Tax Treatment of Immovable Property Received As Gift

Written by: ANKUR Posted on: 29 January, 2024

TAX TREATMENT OF IMMOVABLE PROPERTY RECEIVED AS GIFT 

Gifts of immovable property under the Income Tax Act are taxed if the value of all gifts received without consideration exceeds INR 50,000. If the following conditions are satisfied than immovable property received without consideration by an individual or HUF will be charged to tax.

  • Immovable property, being land or building or both, is received by an individual/HUF.
  • The immovable property is a capital asset within the meaning of section 2(14) for such an individual or HUF.
  • The stamp duty value of such immovable property received without consideration exceeds Rs. 50,000.

When immovable property received by an individual or HUF without consideration (i.e. by way of gift) is not charged to tax 

In following cases, gift of immovable property will not be charged to tax.

  1. Property received from relatives.
  2. Property received on the occasion of the marriage of the individual.
  3. Property received under will/ by way of inheritance.
  4. Property received in contemplation of death of the donor.
  5. Property received from a local authority [as defined in Explanation to section 10(20) of the Income-tax Act].
  6. Property received from any fund, foundation, university, other educational institution, hospital or other medical institution, any trust or institution referred to in section 10(23C) [w.e.f.

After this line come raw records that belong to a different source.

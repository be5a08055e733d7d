#![allow(clippy::must_use_candidate, clippy::missing_errors_doc)]

//! Two-stage intent classification
//!
//! Keyword fast path first, embedding similarity as fallback, and a
//! default branch that biases ambiguous queries toward browsing, never
//! toward a sensitive intent. Classification always produces a value.

pub mod embedding;
pub mod keyword;

use std::sync::Arc;
use std::time::Duration;

use wayfinder_config::ClassifierConfig;
use wayfinder_core::{ClassificationMethod, Intent, IntentClassification};

pub use embedding::{Encoder, EncoderError, HttpEncoder};
pub use keyword::KEYWORD_THRESHOLD;

use embedding::Centroid;

/// Two-stage classifier with startup-cached centroids
pub struct Classifier {
    /// Embedding acceptance cutoff; strict-greater, so a similarity equal
    /// to the threshold falls through to the default branch
    confidence_threshold: f64,
    encoder: Option<Arc<dyn Encoder>>,
    centroids: Vec<Centroid>,
}

impl Classifier {
    /// Build the classifier, encoding label centroids once
    ///
    /// When the encoder is absent or unreachable at startup the embedding
    /// stage is disabled and classification degrades to keyword + default.
    pub async fn build(config: &ClassifierConfig, encoder: Option<Arc<dyn Encoder>>) -> Self {
        let mut centroids = Vec::new();
        let mut active_encoder = None;

        if let Some(encoder) = encoder {
            match embedding::build_centroids(encoder.as_ref()).await {
                Ok(built) => {
                    centroids = built;
                    active_encoder = Some(encoder);
                }
                Err(error) => {
                    tracing::warn!(
                        error = %error,
                        "encoder unavailable at startup, embedding stage disabled"
                    );
                }
            }
        }

        Self {
            confidence_threshold: config.confidence_threshold,
            encoder: active_encoder,
            centroids,
        }
    }

    /// Build the HTTP encoder from configuration when a URL is present
    pub fn encoder_from_config(config: &ClassifierConfig) -> Option<Arc<dyn Encoder>> {
        config.encoder_url.clone().map(|url| {
            Arc::new(HttpEncoder::new(url, Duration::from_millis(config.encoder_timeout_ms)))
                as Arc<dyn Encoder>
        })
    }

    /// Classify one query; never fails
    pub async fn classify(&self, query: &str) -> IntentClassification {
        // Stage 1: keyword fast path
        let keyword_match = keyword::best_match(query);
        if let Some((intent, confidence, matched_terms)) = &keyword_match
            && *confidence >= KEYWORD_THRESHOLD
        {
            return IntentClassification {
                intent: *intent,
                confidence: *confidence,
                method: ClassificationMethod::Keyword,
                matched_terms: matched_terms.clone(),
            };
        }

        let keyword_score = keyword_match.as_ref().map_or(0.0, |(_, score, _)| *score);

        // Stage 2: embedding similarity, skipped when degraded
        let embedding_result = match &self.encoder {
            Some(encoder) if !self.centroids.is_empty() => match encoder.encode(query).await {
                Ok(vector) => embedding::nearest_intent(&vector, &self.centroids),
                Err(error) => {
                    tracing::warn!(error = %error, "encoder unreachable, skipping embedding stage");
                    None
                }
            },
            _ => None,
        };

        if let Some((intent, similarity)) = embedding_result
            && similarity > self.confidence_threshold
        {
            return IntentClassification {
                intent,
                confidence: similarity,
                method: ClassificationMethod::Embedding,
                matched_terms: Vec::new(),
            };
        }

        // Default: bias ambiguity toward browsing, never toward
        // sensitive intents
        let best_observed = embedding_result
            .map_or(keyword_score, |(_, similarity)| keyword_score.max(similarity));

        IntentClassification {
            intent: Intent::Recommendation,
            confidence: best_observed,
            method: ClassificationMethod::Default,
            matched_terms: Vec::new(),
        }
    }
}
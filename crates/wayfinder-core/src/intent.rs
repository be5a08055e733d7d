use serde::{Deserialize, Serialize};

/// The closed set of intents a query can resolve to
///
/// Adding a variant requires both a permission row in `wayfinder-access`
/// and a route decision in `wayfinder-router`; the compiler enforces
/// coverage through exhaustive matches in both places.
#[derive(
    Debug,
    Clone,
    Copy,
    PartialEq,
    Eq,
    Hash,
    Serialize,
    Deserialize,
    strum::Display,
    strum::EnumIter,
)]
#[serde(rename_all = "snake_case")]
#[strum(serialize_all = "snake_case")]
pub enum Intent {
    /// Browse or discover listings
    Recommendation,
    /// A traveler's saved listings
    SavedItems,
    /// View/booking/rating counts for a partner or the whole system
    Analytics,
    /// Booking revenue sums per partner scope
    Revenue,
    /// Pending partner and listing approvals
    Moderation,
    /// Marketplace policies (refunds, cancellations, terms)
    Policy,
    /// How to find things in the product
    Navigation,
    /// Errors and things not working
    Troubleshooting,
}

impl Intent {
    /// Whether this intent reads data constrained to a single partner
    pub const fn is_partner_scoped(self) -> bool {
        matches!(self, Self::Analytics | Self::Revenue)
    }

    /// Tie-break precedence for keyword classification, higher wins
    pub const fn precedence(self) -> u8 {
        match self {
            Self::Moderation => 8,
            Self::Revenue => 7,
            Self::Analytics => 6,
            Self::SavedItems => 5,
            Self::Troubleshooting => 4,
            Self::Navigation => 3,
            Self::Policy => 2,
            Self::Recommendation => 1,
        }
    }
}

/// Caller role, supplied pre-validated by the identity layer
///
/// The core never infers a role from the query.
#[derive(
    Debug, Clone, Copy, PartialEq, Eq, Hash, Serialize, Deserialize, strum::Display,
)]
#[serde(rename_all = "snake_case")]
#[strum(serialize_all = "snake_case")]
pub enum Role {
    Traveler,
    Partner,
    Admin,
}

/// Which classifier stage produced the final intent
#[derive(Debug, Clone, Copy, PartialEq, Eq, Serialize, Deserialize, strum::Display)]
#[serde(rename_all = "snake_case")]
#[strum(serialize_all = "snake_case")]
pub enum ClassificationMethod {
    /// Curated phrase tables matched at or above the keyword threshold
    Keyword,
    /// Cosine similarity against per-intent label centroids
    Embedding,
    /// Neither stage was confident; biased toward browsing
    Default,
}

/// Outcome of intent classification, one per query
///
/// Invariants: `method == Keyword` implies `confidence >= 0.8`;
/// `method == Default` implies `intent == Recommendation` with a
/// confidence below the configured threshold.
#[derive(Debug, Clone)]
pub struct IntentClassification {
    pub intent: Intent,
    /// Confidence in [0, 1]
    pub confidence: f64,
    pub method: ClassificationMethod,
    /// Phrases that matched during the keyword stage
    pub matched_terms: Vec<String>,
}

AY 2023-24, this exemption is not available if property is received by a specified person referred to in section 13(3)].
  7. Property received from a trust or institution registered under section 12AA or section 12AB [w.e.f. AY 2023-24, this exemption is not available if property is received by a specified person referred to in section13(3)].

Note: Marriage of individual is the only occasion when Gift received by him will not be charged to tax . Apart from marriage there is no other occasion when gift received by an individual is not chargeable to tax. Hence, immovable property received on occasions like birthday, anniversary, etc., without any consideration will be charged to tax

Relative for this purpose means. 

      i. In case of an Individual 

    • Spouse of the individual
    • Brother or sister of the individual
    • Brother or sister of the spouse of the individual
    • Brother or sister of either of the parents of the individual
    • Any lineal ascendant or descendent of the individual
    • Any lineal ascendant or descendent of the spouse of the individual
    • Spouse of the persons referred to in (b) to (f).

      ii. In case of HUF, any member thereof 

Taxability of immovable property received without consideration i.e, Gifts from friends 

Gifts (i.e. immovable property received without consideration) received from relatives are not charged to tax. Friend is not a 'relative' as defined in the above list and hence, gift received from friends will be charged to tax (if other criteria of taxing gift are satisfied).  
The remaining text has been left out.